(Stored data entries)
· · · · ·

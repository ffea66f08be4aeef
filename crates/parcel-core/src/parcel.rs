//! 宗地导线
//!
//! 持有录入的边、配置、起算点、比例与旋转，每次调用 [`Traverse::recompute`]
//! 都从头重算：重排编号、构建、测闭合差、必要时按罗盘法平差后再构建、求面积。

use crate::bearing::{self, BearingFormat};
use crate::closure::{self, ClosureResult, Misclose};
use crate::config::TraverseConfig;
use crate::course::{Course, LineCategory};
use crate::math::{angle_at, to_degrees, to_radians, Point2};
use crate::snap::{nearest_point, SnapAnchor, SnapCache};
use crate::traverse::{self, BuildOutput, BuildParams};
use crate::units::UnitContext;
use serde::{Deserialize, Serialize};
use std::f64::consts::{PI, TAU};
use tracing::{debug, warn};

/// 一行录入文本
#[derive(Debug, Clone, Default, PartialEq, Serialize, Deserialize)]
#[serde(default)]
pub struct CourseEntry {
    pub category: LineCategory,
    pub bearing: String,
    pub distance: String,
    pub radius: String,
    pub parameter2: String,
}

impl CourseEntry {
    pub fn line(bearing: &str, distance: &str) -> Self {
        Self {
            bearing: bearing.to_string(),
            distance: distance.to_string(),
            ..Default::default()
        }
    }

    pub fn curve(bearing: &str, radius: &str, parameter2: &str) -> Self {
        Self {
            bearing: bearing.to_string(),
            radius: radius.to_string(),
            parameter2: parameter2.to_string(),
            ..Default::default()
        }
    }

    /// 按录入顺序写入一条边：方位角、距离、半径、第二参数
    pub fn to_course(&self, format: BearingFormat, units: &UnitContext) -> Course {
        let mut course = Course::new(self.category, format);
        course.set_bearing(&self.bearing);
        if !self.distance.trim().is_empty() {
            course.set_distance(&self.distance, units);
        }
        course.set_radius(&self.radius, units);
        if !self.parameter2.trim().is_empty() {
            course.set_parameter2(&self.parameter2, units);
        }
        course
    }
}

/// 文档类型附带的扩展属性
#[derive(Debug, Clone, PartialEq, Serialize, Deserialize)]
pub struct ExtendedAttribute {
    pub field: String,
    pub value: String,
}

/// 文档类型（导出时写入宗地类型与说明）
#[derive(Debug, Clone, PartialEq, Serialize, Deserialize)]
#[serde(default)]
pub struct DocumentType {
    pub name: String,
    pub code: i32,
    pub extended_attribute: Option<ExtendedAttribute>,
}

impl Default for DocumentType {
    fn default() -> Self {
        Self {
            name: "Deed".to_string(),
            code: 7,
            extended_attribute: None,
        }
    }
}

/// 宗地描述信息
#[derive(Debug, Clone, Default, PartialEq, Serialize, Deserialize)]
#[serde(default)]
pub struct ParcelInfo {
    pub plan_name: String,
    pub parcel_name: String,
    /// 法定面积文本；为空时导出计算面积
    pub stated_area: String,
    pub document_type: DocumentType,
}

/// 导出用的边记录
#[derive(Debug, Clone, PartialEq, Serialize, Deserialize)]
pub struct CourseRecord {
    pub from_id: u32,
    pub to_id: u32,
    pub category: LineCategory,
    /// 弦方位角（度）
    pub bearing_deg: f64,
    /// 弦长（输出单位）
    pub chord: f64,
    pub radius: f64,
    pub center_id: Option<u32>,
    /// 起点指向圆心的方位角（度）
    pub radial_bearing1_deg: Option<f64>,
    /// 终点指向圆心的方位角（度）
    pub radial_bearing2_deg: Option<f64>,
}

impl CourseRecord {
    /// 编号或长度缺失的记录不导出
    pub fn is_incomplete(&self) -> bool {
        self.from_id == 0 || self.to_id == 0 || self.chord == 0.0
    }
}

/// 一次重算的结果
#[derive(Debug, Clone, Default, PartialEq)]
pub struct Recompute {
    pub build: BuildOutput,
    pub misclose: Option<Misclose>,
    pub closure: ClosureResult,
}

/// 宗地导线
#[derive(Debug, Clone)]
pub struct Traverse {
    courses: Vec<Course>,
    config: TraverseConfig,
    pub info: ParcelInfo,
    origin: Point2,
    scale_text: String,
    scale: f64,
    rotation_text: String,
    /// 弧度，逆时针为正
    rotation: f64,
    rotation_error: bool,
    closing_point: Option<u32>,
    web_mercator_scale: Option<f64>,
    last: Recompute,
}

impl Default for Traverse {
    fn default() -> Self {
        Self::new(TraverseConfig::default())
    }
}

impl Traverse {
    pub fn new(config: TraverseConfig) -> Self {
        Self {
            courses: Vec::new(),
            config,
            info: ParcelInfo::default(),
            origin: Point2::origin(),
            scale_text: "1.0".to_string(),
            scale: 1.0,
            rotation_text: "0.0".to_string(),
            rotation: 0.0,
            rotation_error: false,
            closing_point: None,
            web_mercator_scale: None,
            last: Recompute::default(),
        }
    }

    pub fn config(&self) -> &TraverseConfig {
        &self.config
    }

    pub fn units(&self) -> UnitContext {
        self.config.units()
    }

    pub fn bearing_format(&self) -> BearingFormat {
        self.config.bearing_format
    }

    // ========== 边 ==========

    pub fn courses(&self) -> &[Course] {
        &self.courses
    }

    pub fn course_mut(&mut self, index: usize) -> Option<&mut Course> {
        self.courses.get_mut(index)
    }

    pub fn add_course(&mut self, course: Course) {
        self.courses.push(course);
    }

    /// 由录入文本追加一条边
    pub fn add_entry(&mut self, entry: &CourseEntry) {
        let course = entry.to_course(self.config.bearing_format, &self.config.units());
        self.courses.push(course);
    }

    pub fn insert_course(&mut self, index: usize, course: Course) {
        let index = index.min(self.courses.len());
        self.courses.insert(index, course);
    }

    pub fn remove_course(&mut self, index: usize) -> Option<Course> {
        (index < self.courses.len()).then(|| self.courses.remove(index))
    }

    pub fn clear_courses(&mut self) {
        self.courses.clear();
        self.last = Recompute::default();
    }

    /// 修改第 `index` 条边的方位角文本
    pub fn set_bearing(&mut self, index: usize, text: &str) {
        if let Some(course) = self.courses.get_mut(index) {
            course.set_bearing(text);
        }
    }

    pub fn set_distance(&mut self, index: usize, text: &str) {
        let units = self.config.units();
        if let Some(course) = self.courses.get_mut(index) {
            course.set_distance(text, &units);
        }
    }

    pub fn set_radius(&mut self, index: usize, text: &str) {
        let units = self.config.units();
        if let Some(course) = self.courses.get_mut(index) {
            course.set_radius(text, &units);
        }
    }

    pub fn set_parameter2(&mut self, index: usize, text: &str) {
        let units = self.config.units();
        if let Some(course) = self.courses.get_mut(index) {
            course.set_parameter2(text, &units);
        }
    }

    // ========== 起算点、比例、旋转 ==========

    pub fn origin(&self) -> Point2 {
        self.origin
    }

    pub fn set_origin(&mut self, origin: Point2) {
        self.origin = origin;
    }

    /// 强制最后一条边闭合到指定点
    pub fn set_closing_point(&mut self, id: Option<u32>) {
        self.closing_point = id;
    }

    /// Web Mercator 比例修正，不为 1 时替代地图单位换算
    pub fn set_web_mercator_scale(&mut self, scale: Option<f64>) {
        self.web_mercator_scale = scale;
    }

    pub fn scale(&self) -> f64 {
        self.scale
    }

    pub fn scale_text(&self) -> &str {
        &self.scale_text
    }

    /// 比例文本；无法解析或不大于 0 时取 1
    pub fn set_scale_text(&mut self, text: &str) {
        let value = text.trim().parse::<f64>().unwrap_or(0.0);
        self.scale = if value > 0.0 { value } else { 1.0 };
        self.scale_text = text.to_string();
    }

    pub fn set_scale(&mut self, scale: f64) {
        self.scale = if scale > 0.0 { scale } else { 1.0 };
        self.scale_text = format!("{:.3}", self.scale);
    }

    /// 有效比例：用户比例 × 空间参考修正
    pub fn effective_scale(&self) -> f64 {
        self.scale * self.config.spatial_reference_scale(self.web_mercator_scale)
    }

    /// 旋转角（弧度，逆时针为正）
    pub fn rotation(&self) -> f64 {
        self.rotation
    }

    pub fn rotation_text(&self) -> &str {
        &self.rotation_text
    }

    pub fn rotation_error(&self) -> bool {
        self.rotation_error
    }

    /// 旋转角文本（度，顺时针为正）
    ///
    /// 十进制度记法下直接解析；否则按度分秒解析，出错时保留原值并置错误标志。
    pub fn set_rotation_text(&mut self, text: &str) {
        if self.config.bearing_format == BearingFormat::Dd {
            let degrees = text.trim().parse::<f64>().unwrap_or(0.0);
            self.rotation = -to_radians(degrees);
            self.rotation_text = text.to_string();
            self.rotation_error = false;
            return;
        }

        let (degrees, error) = bearing::parse_angle_dms(text);
        self.rotation_error = error;
        if error {
            warn!(text, "旋转角无法解析");
            return;
        }
        self.rotation = -to_radians(degrees);
        self.rotation_text = bearing::format(degrees, BearingFormat::Dms);
    }

    /// 以弧度设置旋转角，文本按记法重新生成
    pub fn set_rotation(&mut self, rotation: f64) {
        self.rotation = rotation;
        self.rotation_error = false;
        let degrees = to_degrees(-rotation);
        self.rotation_text = if self.config.bearing_format == BearingFormat::Dd {
            format!("{:.3}", degrees)
        } else {
            bearing::format(degrees, BearingFormat::Dms)
        };
    }

    pub fn reset_rotation_scale(&mut self) {
        self.set_rotation(0.0);
        self.set_scale(1.0);
    }

    // ========== 重算 ==========

    pub fn build_params(&self) -> BuildParams {
        BuildParams {
            origin: self.origin,
            scale: self.effective_scale(),
            rotation: self.rotation,
        }
    }

    /// 从头重算导线
    ///
    /// 切线边的推算方位角与曲线圆心属性写回边，其余边的方位角文本按导线记法重新生成。
    pub fn recompute(&mut self) -> &Recompute {
        traverse::resequence(&mut self.courses, self.closing_point);
        let params = self.build_params();

        let first = traverse::build(&self.courses, &params, None);
        let misclose = closure::measure(&first);
        let adjustment = misclose
            .filter(|m| m.is_adjustable(&self.config))
            .map(|m| m.adjustment());
        let build = match &adjustment {
            Some(adjustment) => traverse::build(&self.courses, &params, Some(adjustment)),
            None => first,
        };

        let closure = match &misclose {
            Some(m) => {
                let area = closure::parcel_area(&build);
                ClosureResult::from_misclose(m, area, adjustment.is_some(), &self.config.units())
            }
            None => ClosureResult::invalid(),
        };

        self.apply_resolution(&build);

        debug!(
            courses = self.courses.len(),
            valid = closure.valid,
            distance = closure.distance,
            area = closure.area,
            compass = closure.compass_rule_applied,
            "导线重算完成"
        );

        self.last = Recompute {
            build,
            misclose,
            closure,
        };
        &self.last
    }

    fn apply_resolution(&mut self, build: &BuildOutput) {
        let format = self.config.bearing_format;
        for course in &mut self.courses {
            course.set_display_format(format);
            course.reset_curve_attributes();
        }
        for resolved in &build.courses {
            let Some(course) = self.courses.get_mut(resolved.index) else {
                continue;
            };
            if course.is_tangent() {
                course.set_bearing_degrees(to_degrees(resolved.bearing));
            } else if let (Some(degrees), false) = (course.bearing_degrees(), course.bearing_error()) {
                course.set_bearing_degrees(degrees);
            }
            if let (Some(center), Some(b1), Some(b2)) =
                (resolved.center_id, resolved.radial_bearing1, resolved.radial_bearing2)
            {
                course.set_curve_attributes(center, b1, b2);
            }
        }
    }

    /// 最近一次重算结果
    pub fn last(&self) -> &Recompute {
        &self.last
    }

    pub fn closure(&self) -> &ClosureResult {
        &self.last.closure
    }

    /// 导出用的边记录（不含不完整的边）
    pub fn course_records(&self) -> Vec<CourseRecord> {
        self.courses
            .iter()
            .map(|c| CourseRecord {
                from_id: c.from_id,
                to_id: c.to_id,
                category: c.category,
                bearing_deg: c.bearing_degrees().unwrap_or(0.0),
                chord: c.chord_length(),
                radius: c.radius(),
                center_id: c.center_point_id().filter(|_| c.is_curve()),
                radial_bearing1_deg: c.radial_bearing1().map(to_degrees),
                radial_bearing2_deg: c.radial_bearing2().map(to_degrees),
            })
            .filter(|r| !r.is_incomplete())
            .collect()
    }

    // ========== 比例/旋转捕捉 ==========

    /// 拖动旋转：以起算点为中心，从 `grab` 转到 `current` 的角度叠加到 `base_rotation`
    pub fn rotate_by_drag(&mut self, grab: Point2, current: Point2, base_rotation: f64) {
        let mut rotation = angle_at(self.origin, grab, current) + base_rotation;
        while rotation < -PI {
            rotation += TAU;
        }
        while rotation > PI {
            rotation -= TAU;
        }
        self.set_rotation(rotation);
    }

    /// 拖动缩放：起算点到 `current` 与到 `grab` 的距离比乘以 `base_scale`
    pub fn scale_by_drag(&mut self, grab: Point2, current: Point2, base_scale: f64) {
        let grab_distance = (grab - self.origin).norm();
        if grab_distance > 0.0 {
            self.set_scale((current - self.origin).norm() / grab_distance * base_scale);
        }
    }

    /// 在最近一次重算的点中找靠近 `p` 的点，作为捕捉锚点
    pub fn snap_anchor_near(&self, p: Point2) -> Option<SnapAnchor> {
        let (point_id, _) = nearest_point(&self.last.build.points, p, self.config.snap_tolerance)?;
        let (bearing, distance, _) = traverse::bearing_distance_to_point(&self.courses, point_id)?;
        Some(SnapAnchor {
            point_id,
            bearing,
            distance,
        })
    }

    /// 旋转捕捉成功时更新旋转角
    pub fn snap_rotation(&mut self, anchor: &SnapAnchor, cache: &SnapCache, cursor: Point2) -> bool {
        let solved = anchor.solve_rotation(
            cache,
            self.origin,
            self.effective_scale(),
            self.rotation,
            cursor,
            self.config.snap_tolerance,
        );
        match solved {
            Some(rotation) => {
                self.set_rotation(rotation);
                true
            }
            None => false,
        }
    }

    /// 缩放捕捉成功时更新比例
    pub fn snap_scale(&mut self, anchor: &SnapAnchor, cache: &SnapCache, cursor: Point2) -> bool {
        let solved = anchor.solve_scale(
            cache,
            self.origin,
            self.effective_scale(),
            self.rotation,
            cursor,
            self.config.snap_tolerance,
        );
        let reference = self.config.spatial_reference_scale(self.web_mercator_scale);
        match solved {
            Some(scale) if reference > 0.0 => {
                self.set_scale(scale / reference);
                true
            }
            _ => false,
        }
    }
}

· · · · ·

REQUIREMENT:
Every line in the records above that has "current" counts once. Give the total and nothing else.

WRITTEN REPLY:
6